— THE PROBLEM —
The output should be every line below that includes the word "rerun".
___ PROVIDED ENTRIES ___
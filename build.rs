//! Build script: embeds the git short hash for `version_string()`.

use std::process::Command;

fn main() {
    if let Ok(output) = Command::new("git")
        .args(["rev-parse", "--short=7", "HEAD"])
        .output()
        && output.status.success()
    {
        let hash = String::from_utf8_lossy(&output.stdout).trim().to_string();
        println!("cargo:rustc-env=GIT_HASH={}", hash);
    }
    println!("cargo:rerun-if-changed=.git/HEAD");
    println!("cargo:rerun-if-changed=.git/refs/heads/");
}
___
— EXERCISE OUTPUT —
    println!("cargo:rerun-if-changed=.git/HEAD");
    println!("cargo:rerun-if-changed=.git/refs/heads/");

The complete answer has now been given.